Exercise requirements. Output only the lines of the entries that follow, starting at the one with "let known: Vec<Value>" and running down to the one with "let interrupted = Arc::new(AtomicBool::new(false));", both included and unchanged.

··· Entries provided

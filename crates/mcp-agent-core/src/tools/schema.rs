//! JSON Schema sanitizing for Gemini function declarations
//!
//! MCP servers describe tool inputs with full JSON Schema, while Gemini
//! accepts only an OpenAPI subset and rejects requests carrying unknown
//! keywords such as `additionalProperties` or `$schema`.

use super::types::empty_object_schema;
use serde_json::{Map, Value};

/// Keywords Gemini accepts in a function parameter schema
const SUPPORTED_KEYWORDS: &[&str] = &[
    "type",
    "format",
    "description",
    "nullable",
    "enum",
    "properties",
    "required",
    "items",
    "minItems",
    "maxItems",
    "minimum",
    "maximum",
    "anyOf",
    "title",
];

/// Convert an MCP input schema into a Gemini-compatible parameter schema
pub fn to_gemini_schema(schema: &Value) -> Value {
    match schema {
        Value::Object(obj) if !obj.is_empty() => {
            let mut sanitized = sanitize_object(obj);
            sanitized
                .entry("type")
                .or_insert_with(|| Value::String("object".to_string()));
            if sanitized.get("type").and_then(Value::as_str) == Some("object") {
                sanitized
                    .entry("properties")
                    .or_insert_with(|| Value::Object(Map::new()));
            }
            Value::Object(sanitized)
        }
        _ => empty_object_schema(),
    }
}

fn sanitize(schema: &Value) -> Value {
    match schema {
        Value::Object(obj) => Value::Object(sanitize_object(obj)),
        // `true` and other shorthand schemas accept anything
        _ => Value::Object(Map::new()),
    }
}

fn sanitize_object(obj: &Map<String, Value>) -> Map<String, Value> {
    let mut out = Map::new();

    for (key, value) in obj {
        if !SUPPORTED_KEYWORDS.contains(&key.as_str()) {
            continue;
        }

        match key.as_str() {
            "properties" => {
                if let Value::Object(props) = value {
                    let props = props
                        .iter()
                        .map(|(name, prop)| (name.clone(), sanitize(prop)))
                        .collect();
                    out.insert(key.clone(), Value::Object(props));
                }
            }
            "items" => {
                out.insert(key.clone(), sanitize(value));
            }
            "anyOf" => {
                if let Value::Array(variants) = value {
                    out.insert(
                        key.clone(),
                        Value::Array(variants.iter().map(sanitize).collect()),
                    );
                }
            }
            "description" | "title" => {
                let text = match value {
                    Value::String(s) => s.clone(),
                    other => other.to_string(),
                };
                out.insert(key.clone(), Value::String(text));
            }
            "type" => insert_type(&mut out, value),
            _ => {
                out.insert(key.clone(), value.clone());
            }
        }
    }

    retain_known_required(&mut out);
    out
}

/// `"type": ["string", "null"]` becomes `"type": "string", "nullable": true`
fn insert_type(out: &mut Map<String, Value>, value: &Value) {
    match value {
        Value::Array(types) => {
            let mut nullable = false;
            let mut chosen = None;
            for ty in types.iter().filter_map(Value::as_str) {
                if ty == "null" {
                    nullable = true;
                } else if chosen.is_none() {
                    chosen = Some(ty.to_string());
                }
            }
            if let Some(ty) = chosen {
                out.insert("type".to_string(), Value::String(ty));
            }
            if nullable {
                out.insert("nullable".to_string(), Value::Bool(true));
            }
        }
        other => {
            out.insert("type".to_string(), other.clone());
        }
    }
}

fn retain_known_required(out: &mut Map<String, Value>) {
    let Some(required) = out.remove("required") else {
        return;
    };

    let known: Vec<Value> = match (required, out.get("properties")) {
        (Value::Array(names), Some(Value::Object(props))) => names
            .into_iter()
            .filter(|name| name.as_str().is_some_and(|n| props.contains_key(n)))
            .collect(),
        _ => Vec::new(),
    };

    if !known.is_empty() {
        out.insert("required".to_string(), Value::Array(known));
    }
}
//! Ctrl+C handling for agent runs
//!
//! SIGINT and SIGTERM do not kill the process; they flip a flag that the
//! run loop watches so the MCP connection can still be closed.

use futures::stream::StreamExt;
use signal_hook::consts::{SIGINT, SIGTERM};
use signal_hook_tokio::{Handle, Signals};
use std::io;
use std::sync::Arc;
use std::sync::atomic::{AtomicBool, Ordering};
use tokio::sync::Notify;
use tokio::task::JoinHandle;

/// Exit status after an interrupted run (128 + SIGINT)
pub const INTERRUPTED_EXIT_CODE: u8 = 130;

/// Signal handler for Ctrl+C interrupts
pub struct SignalHandler {
    interrupted: Arc<AtomicBool>,
    notify: Arc<Notify>,
    signals: Handle,
    task_handle: JoinHandle<()>,
}

impl SignalHandler {
    /// Start listening for SIGINT and SIGTERM
    pub fn start() -> io::Result<Self> {
        let mut signals = Signals::new([SIGINT, SIGTERM])?;
        let handle = signals.handle();
        let interrupted = Arc::new(AtomicBool::new(false));
        let notify = Arc::new(Notify::new());

        let flag = Arc::clone(&interrupted);
        let waiters = Arc::clone(&notify);
        let task_handle = tokio::spawn(async move {
            while let Some(signal) = signals.next().await {
                match signal {
                    SIGINT => tracing::debug!("Received SIGINT"),
                    SIGTERM => tracing::debug!("Received SIGTERM"),
                    _ => continue,
                }
                flag.store(true, Ordering::SeqCst);
                waiters.notify_waiters();
            }
        });

        Ok(Self {
            interrupted,
            notify,
            signals: handle,
            task_handle,
        })
    }

    pub fn is_interrupted(&self) -> bool {
        self.interrupted.load(Ordering::SeqCst)
    }

    /// Resolves once Ctrl+C has been pressed or SIGTERM received
    pub async fn interrupted(&self) {
        let notified = self.notify.notified();
        tokio::pin!(notified);
        // Register before checking the flag so a signal in between is not missed
        notified.as_mut().enable();
        if self.is_interrupted() {
            return;
        }
        notified.await;
    }

    /// Stop listening for signals
    pub fn stop(self) {
        self.signals.close();
        self.task_handle.abort();
    }
}

#[cfg(test)]
mod tests {
    use super::*;
    use std::time::Duration;

    #[tokio::test]
    async fn test_sigterm_interrupts() {
        let handler = SignalHandler::start().unwrap();
        assert!(!handler.is_interrupted());

        signal_hook::low_level::raise(SIGTERM).unwrap();
        tokio::time::timeout(Duration::from_secs(5), handler.interrupted())
            .await
            .expect("SIGTERM was not observed");
        assert!(handler.is_interrupted());

        handler.stop();
    }
}
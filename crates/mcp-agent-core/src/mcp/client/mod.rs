//! MCP client implementation
//!
//! A background receiver task owns the read side of the transport and
//! routes each response to the request waiting for it, so several requests
//! (parallel tool calls) can be in flight at once.

mod operations;
mod receiver;

use super::error::McpError;
use super::protocol::{McpMessage, McpNotification, McpRequest, RequestId, methods};
use super::transport::McpTransport;
use super::types::{
    ClientCapabilities, ClientInfo, InitializeParams, InitializeResult, McpCapabilities,
    McpServerInfo, McpTool,
};
use parking_lot::{Mutex, RwLock};
use receiver::PendingRequests;
use serde_json::{Value, json};
use std::collections::HashMap;
use std::sync::Arc;
use std::sync::atomic::{AtomicBool, AtomicI64, Ordering};
use std::time::Duration;
use tokio::sync::oneshot;
use tokio::task::JoinHandle;
use tokio::time::timeout;
use tokio_util::sync::CancellationToken;
use tracing::{debug, instrument, warn};

/// Default request timeout in seconds
const DEFAULT_REQUEST_TIMEOUT_SECS: u64 = 300; // 5 minutes

/// MCP client for communicating with MCP servers
pub struct McpClient {
    transport: Arc<dyn McpTransport>,
    pending: PendingRequests,
    server_info: RwLock<Option<McpServerInfo>>,
    capabilities: RwLock<McpCapabilities>,
    instructions: RwLock<Option<String>>,
    /// Tools from the last `list_tools`
    tools: RwLock<Vec<McpTool>>,
    request_id: AtomicI64,
    initialized: AtomicBool,
    /// Cleared by the receiver when the transport goes away
    connected: Arc<AtomicBool>,
    closed: AtomicBool,
    request_timeout: Duration,
    cancel: CancellationToken,
    receiver_handle: Mutex<Option<JoinHandle<()>>>,
}

impl McpClient {
    /// Create a new MCP client with the given transport
    pub fn new(transport: Arc<dyn McpTransport>) -> Self {
        Self::with_timeout(transport, Duration::from_secs(DEFAULT_REQUEST_TIMEOUT_SECS))
    }

    /// Create a new MCP client with custom timeout
    pub fn with_timeout(transport: Arc<dyn McpTransport>, request_timeout: Duration) -> Self {
        let pending: PendingRequests = Arc::new(Mutex::new(HashMap::new()));
        let connected = Arc::new(AtomicBool::new(true));
        let cancel = CancellationToken::new();

        let receiver_handle = tokio::spawn(receiver::message_receiver(
            Arc::clone(&transport),
            Arc::clone(&pending),
            Arc::clone(&connected),
            cancel.clone(),
        ));

        Self {
            transport,
            pending,
            server_info: RwLock::new(None),
            capabilities: RwLock::new(McpCapabilities::default()),
            instructions: RwLock::new(None),
            tools: RwLock::new(Vec::new()),
            request_id: AtomicI64::new(1),
            initialized: AtomicBool::new(false),
            connected,
            closed: AtomicBool::new(false),
            request_timeout,
            cancel,
            receiver_handle: Mutex::new(Some(receiver_handle)),
        }
    }

    /// Initialize the MCP connection
    #[instrument(skip(self), level = "debug")]
    pub async fn initialize(&self) -> Result<McpServerInfo, McpError> {
        if self.initialized.load(Ordering::SeqCst) {
            return Err(McpError::AlreadyInitialized);
        }

        let params = InitializeParams {
            protocol_version: super::protocol::MCP_PROTOCOL_VERSION.to_string(),
            capabilities: ClientCapabilities::default(),
            client_info: ClientInfo::default(),
        };

        let result: InitializeResult = self.call(methods::INITIALIZE, Some(json!(params))).await?;

        if result.protocol_version != super::protocol::MCP_PROTOCOL_VERSION {
            warn!(
                "MCP server negotiated protocol version {}",
                result.protocol_version
            );
        }

        *self.server_info.write() = Some(result.server_info.clone());
        *self.capabilities.write() = result.capabilities;
        *self.instructions.write() = result.instructions;

        self.notify(methods::INITIALIZED, None).await?;
        self.initialized.store(true, Ordering::SeqCst);

        debug!(
            "Initialized MCP session with {} {}",
            result.server_info.name, result.server_info.version
        );
        Ok(result.server_info)
    }

    /// Check if the client is initialized
    pub fn is_initialized(&self) -> bool {
        self.initialized.load(Ordering::SeqCst)
    }

    /// Get server info
    pub fn server_info(&self) -> Option<McpServerInfo> {
        self.server_info.read().clone()
    }

    /// Get server capabilities
    pub fn capabilities(&self) -> McpCapabilities {
        self.capabilities.read().clone()
    }

    /// Usage instructions the server sent during initialization
    pub fn instructions(&self) -> Option<String> {
        self.instructions.read().clone()
    }

    /// Check if the client is connected
    pub fn is_connected(&self) -> bool {
        !self.closed.load(Ordering::SeqCst) && self.connected.load(Ordering::SeqCst)
    }

    /// Get cached tools
    pub fn cached_tools(&self) -> Vec<McpTool> {
        self.tools.read().clone()
    }

    /// Close the client connection. Calling it again is a no-op.
    pub async fn close(&self) -> Result<(), McpError> {
        if self.closed.swap(true, Ordering::SeqCst) {
            return Ok(());
        }

        self.cancel.cancel();
        let result = self.transport.close().await;

        let handle = self.receiver_handle.lock().take();
        if let Some(handle) = handle {
            let _ = handle.await;
        }

        self.initialized.store(false, Ordering::SeqCst);
        result
    }

    /// Make a request and wait for response with timeout
    pub(crate) async fn call<T>(&self, method: &str, params: Option<Value>) -> Result<T, McpError>
    where
        T: serde::de::DeserializeOwned,
    {
        if !self.is_connected() {
            return Err(McpError::connection("MCP client is not connected").with_context(method));
        }

        let id = self.next_request_id();
        let mut request = McpRequest::new(id.clone(), method);
        if let Some(p) = params {
            request = request.with_params(p);
        }

        // Registered before sending so a fast response cannot be missed
        let (response_sender, response_receiver) = oneshot::channel();
        self.pending.lock().insert(id.clone(), response_sender);

        if let Err(e) = self.transport.send(McpMessage::Request(request)).await {
            self.pending.lock().remove(&id);
            return Err(e.with_context(method));
        }

        let response = match timeout(self.request_timeout, response_receiver).await {
            Ok(Ok(response)) => response.map_err(|e| e.with_context(method))?,
            Ok(Err(_)) => {
                return Err(McpError::connection("Response channel closed").with_context(method));
            }
            Err(_) => {
                self.pending.lock().remove(&id);
                self.cancel_request(&id, "request timed out").await;
                return Err(McpError::timeout(self.request_timeout.as_secs()).with_context(method));
            }
        };

        match response.into_result() {
            Ok(value) => serde_json::from_value(value).map_err(McpError::from),
            Err(e) => Err(McpError::server(e.code, e.message).with_context(method)),
        }
    }

    /// Send a notification (no response expected)
    async fn notify(&self, method: &str, params: Option<Value>) -> Result<(), McpError> {
        let mut notification = McpNotification::new(method);
        if let Some(p) = params {
            notification = notification.with_params(p);
        }
        self.transport
            .send(McpMessage::Notification(notification))
            .await
    }

    /// Tell the server an abandoned request can be dropped
    async fn cancel_request(&self, id: &RequestId, reason: &str) {
        let params = json!({ "requestId": id, "reason": reason });
        if let Err(e) = self.notify(methods::CANCELLED, Some(params)).await {
            debug!("Failed to send cancellation for request {}: {}", id, e);
        }
    }

    fn next_request_id(&self) -> RequestId {
        RequestId::Number(self.request_id.fetch_add(1, Ordering::SeqCst))
    }

    pub(crate) fn ensure_initialized(&self) -> Result<(), McpError> {
        if !self.is_initialized() {
            return Err(McpError::NotInitialized);
        }
        Ok(())
    }
}

impl Drop for McpClient {
    fn drop(&mut self) {
        self.cancel.cancel();
        if let Some(handle) = self.receiver_handle.get_mut().take() {
            handle.abort();
        }
    }
}

#[cfg(test)]
mod tests;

······

Answer box.
    let known: Vec<Value> = match (required, out.get("properties")) {
        (Value::Array(names), Some(Value::Object(props))) => names
            .into_iter()
            .filter(|name| name.as_str().is_some_and(|n| props.contains_key(n)))
            .collect(),
        _ => Vec::new(),
    };

    if !known.is_empty() {
        out.insert("required".to_string(), Value::Array(known));
    }
}
//! Ctrl+C handling for agent runs
//!
//! SIGINT and SIGTERM do not kill the process; they flip a flag that the
//! run loop watches so the MCP connection can still be closed.

use futures::stream::StreamExt;
use signal_hook::consts::{SIGINT, SIGTERM};
use signal_hook_tokio::{Handle, Signals};
use std::io;
use std::sync::Arc;
use std::sync::atomic::{AtomicBool, Ordering};
use tokio::sync::Notify;
use tokio::task::JoinHandle;

/// Exit status after an interrupted run (128 + SIGINT)
pub const INTERRUPTED_EXIT_CODE: u8 = 130;

/// Signal handler for Ctrl+C interrupts
pub struct SignalHandler {
    interrupted: Arc<AtomicBool>,
    notify: Arc<Notify>,
    signals: Handle,
    task_handle: JoinHandle<()>,
}

impl SignalHandler {
    /// Start listening for SIGINT and SIGTERM
    pub fn start() -> io::Result<Self> {
        let mut signals = Signals::new([SIGINT, SIGTERM])?;
        let handle = signals.handle();
        let interrupted = Arc::new(AtomicBool::new(false));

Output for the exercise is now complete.